Nowadays, the fundamental values are the well-being of the human being, the prohibition of harm ("Primum non nocere") and the right to self-determination of patients (principle of autonomy), more generally the principle of human dignity.

Frequently discussed topics are abortion or the beginning of human life, reproductive medicine, end-of-life care, organ transplantation, gene therapy or stem cell transplantation. Institutions dealing with these topics are various ethics councils or the German Reference Centre for Ethics in the Life Sciences. These arose not least from numerous failures of medicine in relation to today's principles and goals, cf. eugenics or the murder of the sick during the National Socialist era.

History

From Antiquity to Modern Times

In almost all cultures, physicians have made solemn commitments regarding their medical art, their relationship to patients and to their own profession. In Europe, where a medical ethic had developed with the Hippocratic medical science based on a high level of professional awareness among physicians, the so-called Oath of Hippocrates (ca. 4th century BC) is probably the best known. It was reformulated in a contemporary manner in the Geneva Medical Oath (1948, 1968, 1983, 2017). In the European Middle Ages, medical ethics was based primarily on theological ethics and medical ethics was determined in particular by Christian charity and mercy, with scholasticism seeking to combine the aspects of Christian theology and Aristotelian philosophy to be discussed in the process.
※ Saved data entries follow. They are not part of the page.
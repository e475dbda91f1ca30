use crate::config::Config;
use crate::error::PipelineError;
use crate::ingest::Ingestor;
use crate::metrics::PipelineMetrics;
use anyhow::Result;
use rumqttc::{AsyncClient, Event, Incoming, MqttOptions, QoS};
use std::sync::atomic::Ordering;
use std::sync::Arc;
use tokio::time::{sleep, Duration};
use tokio_util::sync::CancellationToken;

const RESUBSCRIBE_DELAY: Duration = Duration::from_secs(2);
const RECONNECT_DELAY: Duration = Duration::from_secs(1);

pub fn topic_filters(prefix: &str) -> [String; 3] {
    [
        format!("{prefix}/sensors/data"),
        format!("{prefix}/sensors/status"),
        format!("{prefix}/+/heartbeat"),
    ]
}

fn mqtt_options(config: &Config) -> MqttOptions {
    let mut options = MqttOptions::new(
        config.mqtt_client_id.clone(),
        config.mqtt_host.clone(),
        config.mqtt_port,
    );
    options.set_keep_alive(config.mqtt_keepalive());
    if let Some(username) = &config.mqtt_username {
        options.set_credentials(
            username.clone(),
            config.mqtt_password.clone().unwrap_or_default(),
        );
    }
    options
}

/// Subscribes to the sensor topics and hands every publish to the ingestor
/// until `cancel` fires. Broker drops are retried forever.
pub async fn run_listener(
    config: Config,
    ingestor: Ingestor,
    metrics: Arc<PipelineMetrics>,
    cancel: CancellationToken,
) -> Result<()> {
    let filters = topic_filters(ingestor.topic_prefix());
    'connect: while !cancel.is_cancelled() {
        let (client, mut eventloop) = AsyncClient::new(mqtt_options(&config), 32);

        for filter in &filters {
            if let Err(err) = client.subscribe(filter.clone(), QoS::AtLeastOnce).await {
                tracing::warn!(
                    error = %err,
                    topic = %filter,
                    "failed to subscribe to MQTT; retrying"
                );
                metrics.source_connected.store(false, Ordering::Relaxed);
                tokio::select! {
                    _ = cancel.cancelled() => break 'connect,
                    _ = sleep(RESUBSCRIBE_DELAY) => continue 'connect,
                }
            }
        }
        tracing::info!(topics = ?filters, host = %config.mqtt_host, "subscribed to sensor feed");

        loop {
            let event = tokio::select! {
                _ = cancel.cancelled() => {
                    if let Err(err) = client.disconnect().await {
                        tracing::debug!(error = %err, "MQTT disconnect failed");
                    }
                    break 'connect;
                }
                event = eventloop.poll() => event,
            };
            match event {
                Ok(Event::Incoming(Incoming::ConnAck(_))) => {
                    metrics.source_connected.store(true, Ordering::Relaxed);
                    tracing::info!("connected to MQTT broker");
                }
                Ok(Event::Incoming(Incoming::Publish(publish))) => {
                    let mut payload = publish.payload.to_vec();
                    match ingestor.handle_message(&publish.topic, &mut payload) {
                        Ok(_) => {}
                        // already counted and logged by the ingestor
                        Err(PipelineError::MalformedReading(_)) => {}
                        Err(err) => {
                            tracing::warn!(
                                error = %err,
                                topic = %publish.topic,
                                "failed to ingest MQTT message"
                            )
                        }
                    }
                }
                Ok(_) => {}
                Err(err) => {
                    metrics.source_connected.store(false, Ordering::Relaxed);
                    tracing::warn!(error = %err, "MQTT connection dropped; reconnecting");
                    break;
                }
            }
        }

        tokio::select! {
            _ = cancel.cancelled() => break,
            _ = sleep(RECONNECT_DELAY) => {}
        }
    }

    metrics.source_connected.store(false, Ordering::Relaxed);
    tracing::info!("MQTT listener stopped");
    Ok(())
}

#[cfg(test)]
mod tests {
    use super::*;
    use crate::ingest::{classify_topic, TopicKind};

    #[test]
    fn filters_cover_every_routed_topic() {
        let [data, status, heartbeat] = topic_filters("hermes");
        assert_eq!(data, "hermes/sensors/data");
        assert_eq!(status, "hermes/sensors/status");
        assert_eq!(heartbeat, "hermes/+/heartbeat");
        assert_eq!(classify_topic("hermes", &data), TopicKind::SensorData);
        assert_eq!(classify_topic("hermes", &status), TopicKind::Status);
        assert_eq!(
            classify_topic("hermes", &heartbeat.replace('+', "node-1")),
            TopicKind::Heartbeat
        );
    }
}
use crate::error::PipelineError;
use crate::metrics::PipelineMetrics;
use crate::reading::SensorReading;
use std::collections::VecDeque;
use std::sync::atomic::Ordering;
use std::sync::{Arc, Mutex, MutexGuard, PoisonError};

/// Bounded FIFO between the decode path and the batch writer.
///
/// Enqueue never waits: a full queue drops the incoming reading and counts it
/// as failed. Drain pops under the same lock, so a reading is handed out at
/// most once.
#[derive(Debug)]
pub struct IngestQueue {
    inner: Mutex<VecDeque<SensorReading>>,
    capacity: usize,
    metrics: Arc<PipelineMetrics>,
}

impl IngestQueue {
    pub fn new(capacity: usize, metrics: Arc<PipelineMetrics>) -> Self {
        let capacity = capacity.max(1);
        Self {
            inner: Mutex::new(VecDeque::with_capacity(capacity.min(4096))),
            capacity,
            metrics,
        }
    }

    fn lock(&self) -> MutexGuard<'_, VecDeque<SensorReading>> {
        self.inner.lock().unwrap_or_else(PoisonError::into_inner)
    }

    pub fn capacity(&self) -> usize {
        self.capacity
    }

    pub fn len(&self) -> usize {
        self.lock().len()
    }

    pub fn is_empty(&self) -> bool {
        self.lock().is_empty()
    }

    /// Returns the queue depth after the push.
    pub fn try_enqueue(&self, reading: SensorReading) -> Result<usize, PipelineError> {
        let depth = {
            let mut queue = self.lock();
            if queue.len() >= self.capacity {
                None
            } else {
                queue.push_back(reading);
                Some(queue.len())
            }
        };

        match depth {
            Some(depth) => {
                tracing::trace!(queue_depth = depth, "queued reading");
                Ok(depth)
            }
            None => {
                self.metrics.readings_dropped.fetch_add(1, Ordering::Relaxed);
                self.metrics.records_failed.fetch_add(1, Ordering::Relaxed);
                tracing::warn!(capacity = self.capacity, "ingestion queue full; dropping reading");
                Err(PipelineError::QueueOverflow {
                    capacity: self.capacity,
                })
            }
        }
    }

    pub fn drain(&self, max_batch: usize) -> Vec<SensorReading> {
        let mut queue = self.lock();
        let take = max_batch.min(queue.len());
        queue.drain(..take).collect()
    }
}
Modern medical ethics from the 19th century onwards

The founder of today's medical ethics is the English physician Thomas Percival, who published the work Medical Ethics one year before his death in 1803 and thus also coined the term. In it, he developed the first modern code of ethics, from which the first Code of Ethics of the American Medical Association was derived when it was founded in 1847 and which was directly adopted in many passages.

After 1945

Euthanasia programs and human experimentation under National Socialism, Japanese experiments on prisoners of war, the abuse of psychiatry in the Soviet Union, certain research experiments in the United States, and other distressing experiences demonstrated that the medical profession's ethos is not sufficient to prevent criminal abuse of medical knowledge and ambition. At the Nuremberg Medical Trial (1947), a Nuremberg Code was established as the basis for conducting necessary and ethically tenable medical experiments on human beings. In 1964, the World Medical Association adopted a "Declaration on Ethical Principles for Medical Research Involving Human Subjects" (Declaration of Helsinki), which was later updated several times (most recently in 2013) and is applied in many countries.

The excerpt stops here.